The Nasher Museum presented Selections from the Photography Collection, as part of The Collection Galleries. Drawn from the Nasher Museum’s collection, this installation presented 160 years of photographic history and included several recent and significant gifts. The earliest works were two portraits from the 1840s by the pioneering Scottish duo, David Octavius Hill and Robert Adamson, which were some of the first paper photographic prints made from negatives. Throughout the 19th century, the nascent medium grew to include still life, documentary travel and landscape subjects, represented here in works by Peter Henry Emerson, Adolphe Braun and Ferdinand Finsterlin.
In the first half of the 20th century, photography underwent a radical transformation as artists embraced more modern approaches to the medium. Portraiture remained important, as seen in Ansel Adams’s informal double portrait of the artist Georgia O’Keeffe and Orville Cox, as well as in the keepsake photos of everyday people by small-town Arkansas photographer, Mike Disfarmer. Beginning in the 1940s, innovative practitioners such as Harry Callahan and Aaron Siskind undertook photographic experiments with abstraction, concurrent with those in painting, while documentarians, such as French photographer Robert Doisneau, used the camera to capture candid scenes of urban street life.

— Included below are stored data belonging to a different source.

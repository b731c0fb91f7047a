use rstest::rstest;

use super::*;
use crate::error::Error;
use crate::types::MetadataBuilder;

fn filled_block(name: &str, kind: EntryKind, size: usize) -> [u8; BLOCK_SIZE] {
    let mut block = [0u8; BLOCK_SIZE];
    fill(&mut block, name, kind, size, &Metadata::default(), 1_600_000_000)
        .expect("fill failed");
    block
}

#[rstest]
#[case(0, "00000000000\0")]
#[case(5, "00000000005\0")]
#[case(0o777, "00000000777\0")]
#[case(8_589_934_591, "77777777777\0")]
fn test_octal_encoding(#[case] value: u64, #[case] expected: &str) {
    let mut block = [0u8; BLOCK_SIZE];
    write_octal(&mut block, SIZE_OFFSET, SIZE_LEN, "size", value).expect("write failed");
    assert_eq!(
        &block[SIZE_OFFSET..SIZE_OFFSET + SIZE_LEN],
        expected.as_bytes(),
        "field mismatch"
    );
}

#[test]
fn test_octal_overflow() {
    let mut block = [0u8; BLOCK_SIZE];
    let err = write_octal(&mut block, SIZE_OFFSET, SIZE_LEN, "size", 8_589_934_592)
        .expect_err("write should fail");
    assert!(
        matches!(err, Error::FieldOverflow { field: "size", .. }),
        "unexpected error: {}",
        err
    );
}

#[test]
fn test_fixed_fields() {
    let block = filled_block("etc/hosts", EntryKind::File, 5);
    assert_eq!(&block[NAME_OFFSET..NAME_OFFSET + 10], b"etc/hosts\0");
    assert_eq!(&block[MODE_OFFSET..MODE_OFFSET + MODE_LEN], b"0000600\0");
    assert_eq!(&block[UID_OFFSET..UID_OFFSET + UID_LEN], b"0000000\0");
    assert_eq!(&block[GID_OFFSET..GID_OFFSET + GID_LEN], b"0000000\0");
    assert_eq!(block[TYPEFLAG_OFFSET], b'0');
    assert_eq!(&block[MAGIC_OFFSET..MAGIC_OFFSET + MAGIC_LEN], b"ustar\0");
    assert_eq!(&block[VERSION_OFFSET..VERSION_OFFSET + VERSION_LEN], b"00");
    assert_eq!(&block[UNAME_OFFSET..UNAME_OFFSET + 5], b"root\0");
    assert_eq!(&block[GNAME_OFFSET..GNAME_OFFSET + 5], b"root\0");
}

#[test]
fn test_dir_defaults() {
    let block = filled_block("srv/www", EntryKind::Dir, 0);
    assert_eq!(block[TYPEFLAG_OFFSET], b'5');
    assert_eq!(&block[MODE_OFFSET..MODE_OFFSET + MODE_LEN], b"0000755\0");
    assert_eq!(
        &block[SIZE_OFFSET..SIZE_OFFSET + SIZE_LEN],
        b"00000000000\0"
    );
}

#[test]
fn test_checksum_matches_space_filled_sum() {
    let block = filled_block("a/b.txt", EntryKind::File, 42);

    let mut copy = block;
    copy[CHECKSUM_OFFSET..CHECKSUM_OFFSET + CHECKSUM_LEN].fill(b' ');
    let expected: u32 = copy.iter().map(|&b| u32::from(b)).sum();

    let field = std::str::from_utf8(&block[CHECKSUM_OFFSET..CHECKSUM_OFFSET + CHECKSUM_LEN])
        .expect("checksum not utf8");
    let parsed = u32::from_str_radix(field.trim_matches(|c| c == ' ' || c == '\0'), 8)
        .expect("checksum not octal");
    assert_eq!(parsed, expected, "checksum mismatch");
    assert_eq!(field.as_bytes()[CHECKSUM_LEN - 1], b' ', "missing terminator");
}

#[test]
fn test_name_too_long() {
    let mut block = [0u8; BLOCK_SIZE];
    let name = "x".repeat(101);
    let err = fill(
        &mut block,
        &name,
        EntryKind::File,
        0,
        &Metadata::default(),
        0,
    )
    .expect_err("fill should fail");
    assert!(
        matches!(err, Error::NameTooLong { len: 101, .. }),
        "unexpected error: {}",
        err
    );
}

#[test]
fn test_metadata_overrides() {
    let metadata = MetadataBuilder::default()
        .mode(Some(0o644))
        .uid(1000)
        .gid(100)
        .mtime(Some(1))
        .user("geeko".to_string())
        .group("users".to_string())
        .build()
        .expect("builder failed");
    let mut block = [0u8; BLOCK_SIZE];
    fill(&mut block, "f", EntryKind::File, 0, &metadata, 99).expect("fill failed");
    assert_eq!(&block[MODE_OFFSET..MODE_OFFSET + MODE_LEN], b"0000644\0");
    assert_eq!(&block[UID_OFFSET..UID_OFFSET + UID_LEN], b"0001750\0");
    assert_eq!(&block[GID_OFFSET..GID_OFFSET + GID_LEN], b"0000144\0");
    assert_eq!(
        &block[MTIME_OFFSET..MTIME_OFFSET + MTIME_LEN],
        b"00000000001\0"
    );
    assert_eq!(&block[UNAME_OFFSET..UNAME_OFFSET + 6], b"geeko\0");
    assert_eq!(&block[GNAME_OFFSET..GNAME_OFFSET + 6], b"users\0");
}

#[test]
fn test_long_owner_names_truncate() {
    let metadata = MetadataBuilder::default()
        .user("u".repeat(40))
        .build()
        .expect("builder failed");
    let mut block = [0u8; BLOCK_SIZE];
    fill(&mut block, "f", EntryKind::File, 0, &metadata, 0).expect("fill failed");
    assert_eq!(
        &block[UNAME_OFFSET..UNAME_OFFSET + UNAME_LEN],
        "u".repeat(32).as_bytes(),
        "uname should truncate at field width"
    );
}
//! ustar header block encoding.
//!
//! Every entry starts with one 512-byte header block of fixed-width fields:
//! NUL-padded strings, zero-padded octal numbers, and a checksum over the
//! block itself. Offsets and widths live in [`crate::consts`].

use crate::consts::*;
use crate::error::{Error, Result};
use crate::types::{EntryKind, Metadata};

#[cfg(test)]
mod tests;

/// Write `value` into a fixed-width field, NUL-padding the remainder.
/// Values longer than the field are truncated at the byte level.
fn write_str(block: &mut [u8], offset: usize, width: usize, value: &str) {
    let bytes = value.as_bytes();
    let n = bytes.len().min(width);
    block[offset..offset + n].copy_from_slice(&bytes[..n]);
    block[offset + n..offset + width].fill(0);
}

/// Write `value` as a zero-padded octal string occupying `width - 1` digits,
/// leaving the field's final byte NUL.
fn write_octal(
    block: &mut [u8],
    offset: usize,
    width: usize,
    field: &'static str,
    value: u64,
) -> Result<()> {
    let digits = width - 1;
    let max = (1u64 << (3 * digits)) - 1;
    if value > max {
        return Err(Error::FieldOverflow { field, value, max });
    }
    write_str(block, offset, width, &format!("{:0width$o}", value, width = digits));
    Ok(())
}

/// Compute and write the header checksum: the byte sum of the whole block
/// with the checksum field itself counted as eight ASCII spaces, stored as
/// zero-padded octal with a trailing space.
fn write_checksum(block: &mut [u8]) {
    block[CHECKSUM_OFFSET..CHECKSUM_OFFSET + CHECKSUM_LEN].fill(b' ');
    let sum: u32 = block[..BLOCK_SIZE].iter().map(|&b| u32::from(b)).sum();
    write_str(
        block,
        CHECKSUM_OFFSET,
        CHECKSUM_LEN,
        &format!("{:07o} ", sum),
    );
}

/// Encode one entry's header into `block` (the entry's first 512 bytes,
/// already zeroed). The checksum is written last, over the finished block.
pub(crate) fn fill(
    block: &mut [u8],
    name: &str,
    kind: EntryKind,
    size: usize,
    metadata: &Metadata,
    default_mtime: u64,
) -> Result<()> {
    if name.len() > NAME_LEN {
        return Err(Error::NameTooLong {
            name: name.to_string(),
            len: name.len(),
        });
    }
    write_str(block, NAME_OFFSET, NAME_LEN, name);

    let mode = metadata.mode.unwrap_or_else(|| kind.default_mode());
    write_octal(block, MODE_OFFSET, MODE_LEN, "mode", u64::from(mode))?;
    write_octal(block, UID_OFFSET, UID_LEN, "uid", metadata.uid)?;
    write_octal(block, GID_OFFSET, GID_LEN, "gid", metadata.gid)?;
    write_octal(block, SIZE_OFFSET, SIZE_LEN, "size", size as u64)?;
    write_octal(
        block,
        MTIME_OFFSET,
        MTIME_LEN,
        "mtime",
        metadata.mtime.unwrap_or(default_mtime),
    )?;

    block[TYPEFLAG_OFFSET] = kind.type_flag();
    write_str(block, MAGIC_OFFSET, MAGIC_LEN, MAGIC);
    write_str(block, VERSION_OFFSET, VERSION_LEN, VERSION);
    write_str(block, UNAME_OFFSET, UNAME_LEN, &metadata.user);
    write_str(block, GNAME_OFFSET, GNAME_LEN, &metadata.group);

    write_checksum(block);
    Ok(())
}
/// Size of a single tar block. Headers occupy exactly one block, and file
/// data is padded up to a block boundary.
pub const BLOCK_SIZE: usize = 512;

/// Size of a tar record. The finished archive is padded up to a record
/// boundary, which also supplies the two-zero-block end-of-archive marker.
pub const RECORD_SIZE: usize = 10240;

/// Media type of the finished archive, for HTTP-facing callers.
pub const CONTENT_TYPE: &str = "application/x-tar";

// ustar header field offsets and widths.
pub const NAME_OFFSET: usize = 0;
pub const NAME_LEN: usize = 100;
pub const MODE_OFFSET: usize = 100;
pub const MODE_LEN: usize = 8;
pub const UID_OFFSET: usize = 108;
pub const UID_LEN: usize = 8;
pub const GID_OFFSET: usize = 116;
pub const GID_LEN: usize = 8;
pub const SIZE_OFFSET: usize = 124;
pub const SIZE_LEN: usize = 12;
pub const MTIME_OFFSET: usize = 136;
pub const MTIME_LEN: usize = 12;
pub const CHECKSUM_OFFSET: usize = 148;
pub const CHECKSUM_LEN: usize = 8;
pub const TYPEFLAG_OFFSET: usize = 156;
pub const MAGIC_OFFSET: usize = 257;
pub const MAGIC_LEN: usize = 6;
pub const VERSION_OFFSET: usize = 263;
pub const VERSION_LEN: usize = 2;
pub const UNAME_OFFSET: usize = 265;
pub const UNAME_LEN: usize = 32;
pub const GNAME_OFFSET: usize = 297;
pub const GNAME_LEN: usize = 32;

/// Magic written at [`MAGIC_OFFSET`]. The 6-byte window leaves an implicit
/// trailing NUL.
pub const MAGIC: &str = "ustar";
/// Version written at [`VERSION_OFFSET`].
pub const VERSION: &str = "00";

// Default entry metadata, overridable per entry.
pub const DEFAULT_FILE_MODE: u32 = 0o600;
pub const DEFAULT_DIR_MODE: u32 = 0o755;
pub const DEFAULT_UID: u64 = 0;
pub const DEFAULT_GID: u64 = 0;
pub const DEFAULT_OWNER: &str = "root";
use std::io::Read;
use std::path::Path;
use std::sync::Arc;

use anyhow::Context;
use ask_verify::{
    AuthConfig, AuthenticationResult, CertificateSource, Clock, FixedClock,
    HttpCertificateSource, RequestAuthenticator, StaticCertificateSource, SystemClock,
};
use tracing::debug;

use super::{parse_instant, report_rejection};
use crate::cli::args::VerifyArgs;
use crate::exit_codes::SUCCESS;

pub async fn run(args: VerifyArgs) -> anyhow::Result<i32> {
    let body = read_body(&args.body)?;
    let config = build_config(&args)?;
    debug!(
        cert_url = %args.cert_url,
        offline = args.cert_file.is_some(),
        allowed = config.application_ids.len(),
        "verifying request"
    );

    let source: Arc<dyn CertificateSource> = match &args.cert_file {
        Some(path) => {
            let bytes = std::fs::read(path)
                .with_context(|| format!("failed to read certificate {}", path.display()))?;
            Arc::new(StaticCertificateSource::new(bytes))
        }
        None => Arc::new(HttpCertificateSource::from_config(&config)?),
    };

    let clock: Arc<dyn Clock> = match &args.at {
        Some(raw) => Arc::new(FixedClock::new(parse_instant(raw)?)),
        None => Arc::new(SystemClock),
    };

    let authenticator = RequestAuthenticator::with_collaborators(&config, source, clock);
    let outcome = authenticator
        .authenticate_body(&body, &args.cert_url, &args.signature)
        .await;

    Ok(match outcome {
        AuthenticationResult::Authenticated => {
            if args.json {
                println!("{}", serde_json::json!({ "ok": true }));
            } else {
                println!("authenticated");
            }
            SUCCESS
        }
        AuthenticationResult::Rejected(err) => report_rejection(&err, args.json),
    })
}

fn build_config(args: &VerifyArgs) -> anyhow::Result<AuthConfig> {
    let mut config = AuthConfig::from_env()?;
    if !args.app_ids.is_empty() {
        config = config.with_application_ids(args.app_ids.iter().cloned());
    }
    if let Some(secs) = args.tolerance {
        config = config.with_timestamp_tolerance(secs);
    }
    if let Some(mode) = args.san_matching {
        config = config.with_san_matching(mode);
    }
    Ok(config)
}

fn read_body(path: &Path) -> anyhow::Result<Vec<u8>> {
    if path.as_os_str() == "-" {
        let mut buf = Vec::new();
        std::io::stdin()
            .read_to_end(&mut buf)
            .context("failed to read body from stdin")?;
        return Ok(buf);
    }
    std::fs::read(path).with_context(|| format!("failed to read body {}", path.display()))
}
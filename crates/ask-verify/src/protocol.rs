//! Protocol constants fixed by the platform.
//!
//! Not negotiated at runtime and not part of
//! [`AuthConfig`](crate::config::AuthConfig).

/// Required scheme of the certificate chain URL.
pub const REQUIRED_SCHEME: &str = "https";

/// Hostname of the platform's certificate store.
pub const REQUIRED_HOST: &str = "s3.amazonaws.com";

/// Path prefix every chain URL must start with (case-sensitive).
pub const REQUIRED_PATH_PREFIX: &str = "/echo.api/";

/// Port accepted when the chain URL names one explicitly.
pub const REQUIRED_PORT: u16 = 443;

/// Domain the signing certificate must be scoped to via its SANs.
pub const SERVICE_DOMAIN: &str = "echo-api.amazon.com";

/// Signature algorithm used by the platform (PKCS#1 v1.5).
pub const SIGNATURE_ALGORITHM: &str = "sha1WithRSAEncryption";

/// Default freshness tolerance in seconds.
pub const DEFAULT_TIMESTAMP_TOLERANCE_SECS: u64 = 30;

/// Transport header carrying the base64 request signature.
pub const SIGNATURE_HEADER: &str = "Signature";

/// Transport header carrying the certificate chain URL.
pub const CERT_CHAIN_URL_HEADER: &str = "SignatureCertChainUrl";
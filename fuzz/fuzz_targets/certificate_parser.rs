//! Certificate bytes come straight from the network: parsing must never
//! panic, and a successful parse must yield a usable certificate.

#![no_main]

use ask_verify::{AuthError, Certificate, CertificateValidator};
use libfuzzer_sys::fuzz_target;

fuzz_target!(|data: &[u8]| {
    match Certificate::parse("https://s3.amazonaws.com/echo.api/fuzz.pem", data.to_vec()) {
        Ok(cert) => {
            assert!(cert.fingerprint().starts_with("sha256:"));
            let _ = cert.san_text();
            let _ = CertificateValidator::default().validate(&cert, cert.valid_from());
        }
        Err(AuthError::MalformedCertificate { .. }) => {}
        Err(other) => panic!("unexpected error kind: {other:?}"),
    }
});
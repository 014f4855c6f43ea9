//! Request body decoding must never panic.

#![no_main]

use ask_verify::{AuthError, RequestClaims};
use libfuzzer_sys::fuzz_target;

fuzz_target!(|data: &[u8]| {
    match RequestClaims::from_body(data) {
        Ok(_) | Err(AuthError::MalformedRequest { .. }) => {}
        Err(other) => panic!("unexpected error kind: {other:?}"),
    }
});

The documentary nature of photography has continued to be essential to the medium and several examples of country and city life from the 1960s were included here. The grand architecture of Prague is recorded in the diminutive postcard panoramas by Czech photographer Josef Sudek, taken with a specialized wide-angle camera. Intimate portraits of an itinerant Irish child by Alen MacWeeney and an African immigrant garment worker in New York City by Louis Draper document a human dimension to rural and urban life. Contemporary landscape photographers remain engaged with the genre and pursue varied approaches, from a moody city view by Ruth Orkin, to the near abstractions by Brett Weston and April Gornik, and the infinitely subtle and serial seascapes by the Japanese artist Hiroshi Sugimoto.